5. En deuxième lieu, selon l'article L. 423-17 du code de l'entrée et du séjour des étrangers et du droit d'asile : " En cas de rupture de la vie commune ne résultant pas du décès de l'un des conjoints, le titre de séjour qui a été remis au conjoint d'un étranger peut, pendant les trois années suivant l'autorisation de séjourner en France au titre du regroupement familial, faire l'objet d'un retrait ou d'un refus de renouvellement. / Lorsque la rupture de la vie commune est antérieure à la demande de titre, l'autorité administrative refuse d'accorder ce titre. / Les dispositions du premier alinéa ne s'appliquent pas si un ou plusieurs enfants sont nés de cette union, lorsque l'étranger est titulaire de la carte de résident et qu'il établit contribuer effectivement, depuis la naissance, à l'entretien et à l'éducation du ou des enfants dans les conditions prévues à l'article 371-2 du code civil.

6. Mme D épouse B qui ne s'est pas vue délivrer une carte de résident dans le cadre du regroupement familial mais une carte de séjour temporaire, n'est pas fondée à soutenir que la préfète de Vaucluse aurait commis une erreur de droit dans l'application des dispositions citées au point précédent dont elle ne remplit pas les conditions cumulatives.

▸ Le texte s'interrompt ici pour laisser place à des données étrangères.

//! Module categories and the patterns that identify their files

use serde::{Deserialize, Serialize};
use std::fmt;

/// How modules of a repository (or of one category) are detected.
#[derive(Debug, Clone, Copy, PartialEq, Eq, Hash, Default, Serialize, Deserialize)]
#[serde(rename_all = "snake_case")]
pub enum DetectionStrategy {
    #[default]
    FilenamePattern,
    DirectoryBased,
    MetadataFile,
    Hybrid,
}

impl DetectionStrategy {
    /// Whether a category using this strategy needs at least one pattern.
    pub fn requires_patterns(self) -> bool {
        matches!(self, Self::FilenamePattern | Self::Hybrid)
    }
}

/// How a [`ModulePattern::pattern`] string is interpreted.
#[derive(Debug, Clone, Copy, PartialEq, Eq, Hash, Default, Serialize, Deserialize)]
#[serde(rename_all = "lowercase")]
pub enum PatternType {
    Suffix,
    Prefix,
    #[default]
    Glob,
    Regex,
    Directory,
}

impl PatternType {
    pub fn as_str(self) -> &'static str {
        match self {
            Self::Suffix => "suffix",
            Self::Prefix => "prefix",
            Self::Glob => "glob",
            Self::Regex => "regex",
            Self::Directory => "directory",
        }
    }
}

impl fmt::Display for PatternType {
    fn fmt(&self, f: &mut fmt::Formatter<'_>) -> fmt::Result {
        f.write_str(self.as_str())
    }
}

/// A single declarative rule identifying files of a category.
#[derive(Debug, Clone, PartialEq, Serialize, Deserialize)]
pub struct ModulePattern {
    pub pattern: String,

    #[serde(rename = "type", alias = "pattern_type", default)]
    pub pattern_type: PatternType,

    /// Rule for turning a matched path into a clean module name,
    /// e.g. `remove-suffix:BidAdapter`.
    #[serde(default, skip_serializing_if = "Option::is_none")]
    pub name_extraction: Option<String>,

    /// Globs that veto an otherwise matching path.
    #[serde(default, alias = "exclude", skip_serializing_if = "Vec::is_empty")]
    pub exclude_patterns: Vec<String>,
}

impl ModulePattern {
    pub fn new(pattern: impl Into<String>, pattern_type: PatternType) -> Self {
        Self {
            pattern: pattern.into(),
            pattern_type,
            name_extraction: None,
            exclude_patterns: Vec::new(),
        }
    }

    pub fn with_name_extraction(mut self, rule: impl Into<String>) -> Self {
        self.name_extraction = Some(rule.into());
        self
    }

    pub fn with_excludes<I, S>(mut self, excludes: I) -> Self
    where
        I: IntoIterator<Item = S>,
        S: Into<String>,
    {
        self.exclude_patterns = excludes.into_iter().map(Into::into).collect();
        self
    }

    /// Parsed form of [`Self::name_extraction`], `None` when absent or unknown.
    pub fn extraction(&self) -> Option<NameExtraction> {
        self.name_extraction.as_deref().and_then(NameExtraction::parse)
    }
}

/// A named classification bucket such as "bid adapter".
#[derive(Debug, Clone, PartialEq, Default, Serialize, Deserialize)]
pub struct ModuleCategory {
    #[serde(default)]
    pub display_name: String,

    /// Directories the category is rooted under. Empty means anywhere.
    #[serde(default)]
    pub paths: Vec<String>,

    #[serde(default)]
    pub patterns: Vec<ModulePattern>,

    #[serde(default, skip_serializing_if = "Option::is_none")]
    pub detection_strategy: Option<DetectionStrategy>,

    /// Only meaningful with [`DetectionStrategy::MetadataFile`].
    #[serde(default, skip_serializing_if = "Option::is_none")]
    pub metadata_field: Option<String>,

    #[serde(default, skip_serializing_if = "Option::is_none")]
    pub metadata_value: Option<String>,
}

impl ModuleCategory {
    /// The category's own strategy, or the repository default.
    pub fn effective_strategy(&self, repository_default: DetectionStrategy) -> DetectionStrategy {
        self.detection_strategy.unwrap_or(repository_default)
    }
}

/// Parsed `name_extraction` rule.
#[derive(Debug, Clone, PartialEq, Eq)]
pub enum NameExtraction {
    /// Strip the extension, then this suffix, from the file name.
    RemoveSuffix(String),
    /// Strip the extension, then this prefix, from the file name.
    RemovePrefix(String),
    /// Name of the immediate parent directory.
    ParentDirectory,
    /// File name without extension.
    Filename,
}

impl NameExtraction {
    /// Parse a rule string. Both `remove-suffix:` and `remove_suffix:`
    /// spellings are accepted.
    pub fn parse(rule: &str) -> Option<Self> {
        let rule = rule.trim();
        if let Some((op, arg)) = rule.split_once(':') {
            return match op.replace('_', "-").as_str() {
                "remove-suffix" if !arg.is_empty() => Some(Self::RemoveSuffix(arg.to_string())),
                "remove-prefix" if !arg.is_empty() => Some(Self::RemovePrefix(arg.to_string())),
                _ => None,
            };
        }

        match rule.replace('_', "-").as_str() {
            "parent-directory" | "directory" => Some(Self::ParentDirectory),
            "filename" => Some(Self::Filename),
            _ => None,
        }
    }

    /// Apply the rule to a `/`-separated path.
    ///
    /// Returns `None` when the rule does not apply (affix absent, no parent
    /// directory) or would produce an empty name.
    pub fn extract(&self, path: &str) -> Option<String> {
        let mut segments = path.rsplit('/');
        let file_name = segments.next().unwrap_or(path);
        let stem = match file_name.rfind('.') {
            Some(idx) if idx > 0 => &file_name[..idx],
            _ => file_name,
        };

        let name = match self {
            Self::RemoveSuffix(suffix) => stem.strip_suffix(suffix.as_str())?,
            Self::RemovePrefix(prefix) => stem.strip_prefix(prefix.as_str())?,
            Self::ParentDirectory => segments.next()?,
            Self::Filename => stem,
        };

        if name.is_empty() { None } else { Some(name.to_string()) }
    }
}
//! Repository layout CLI
//!
//! Classifies file paths within known repositories using the layout
//! documents under `--config`.

mod cli;
mod commands;
mod error;
mod logging;

use clap::Parser;
use colored::Colorize;

use cli::{Cli, Commands};
use error::Result;

fn main() {
    if let Err(e) = run() {
        eprintln!("{}: {}", "error".red().bold(), e);
        std::process::exit(1);
    }
}

fn run() -> Result<()> {
    let cli = Cli::parse();
    logging::init(cli.verbose)?;

    match cli.command {
        Some(cmd) => execute_command(&cli.config, cli.options.as_deref(), cmd),
        None => {
            println!("{} Repository layout engine", "repo-layout".green().bold());
            println!();
            println!("Run {} for available commands.", "repo-layout --help".cyan());
            Ok(())
        }
    }
}

fn execute_command(
    config: &std::path::Path,
    options: Option<&std::path::Path>,
    cmd: Commands,
) -> Result<()> {
    let options = commands::load_options(options)?;

    match cmd {
        Commands::Validate => commands::run_validate(config, &options),
        Commands::List => commands::run_list(&commands::open_manager(config, options)?),
        Commands::Categorize {
            repo,
            path,
            version,
            json,
        } => {
            let manager = commands::open_manager(config, options)?;
            commands::run_categorize(&manager, &repo, &path, version.as_deref(), json)
        }
        Commands::Show { repo, version, json } => {
            let manager = commands::open_manager(config, options)?;
            commands::run_show(&manager, &repo, version.as_deref(), json)
        }
        Commands::Related { repo } => {
            commands::run_related(&commands::open_manager(config, options)?, &repo)
        }
    }
}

7. Il résulte de ce qui précède que Mme D épouse B n'est pas fondée à demander l'annulation de l'arrêté attaqué.

Sur les conclusions à fin d'injonction :

8. Le présent jugement, qui rejette les conclusions à fin d'annulation n'appelle aucune mesure d'exécution. Les conclusions présentées à ce titre doivent donc être rejetées.

Sur les frais liés au litige :

9. Les dispositions de l'article L. 761-1 du code de justice administrative font obstacle à ce que soit mise à la charge de l'Etat, qui n'est pas, dans la présente instance, la partie tenue aux dépens ou la partie perdante, une somme au titre des frais exposés et non compris dans les dépens.

D E C I D E :

Article 1 er : La requête de Mme D épouse B est rejetée.

Article 2 : Le présent jugement sera notifié à Mme A D épouse B et à la préfète de Vaucluse.

Délibéré après l'audience du 18 novembre 2022, à laquelle siégeaient :

M. Peretti, président,

M. Parisien, premier conseiller,

Mme Bertrand, première conseillère.

Rendu public par mise à disposition au greffe le 2 décembre 2022.

La rapporteure,

B. C

Le président,

P. PERETTILe greffier,

D. BERTHOD

La République mande et ordonne à la préfète de Vaucluse en ce qui la concerne ou à tous commissaires de justice à ce requis en ce qui concerne les voies de droit commun contre les parties privées de pourvoir à l'exécution du présent jugement.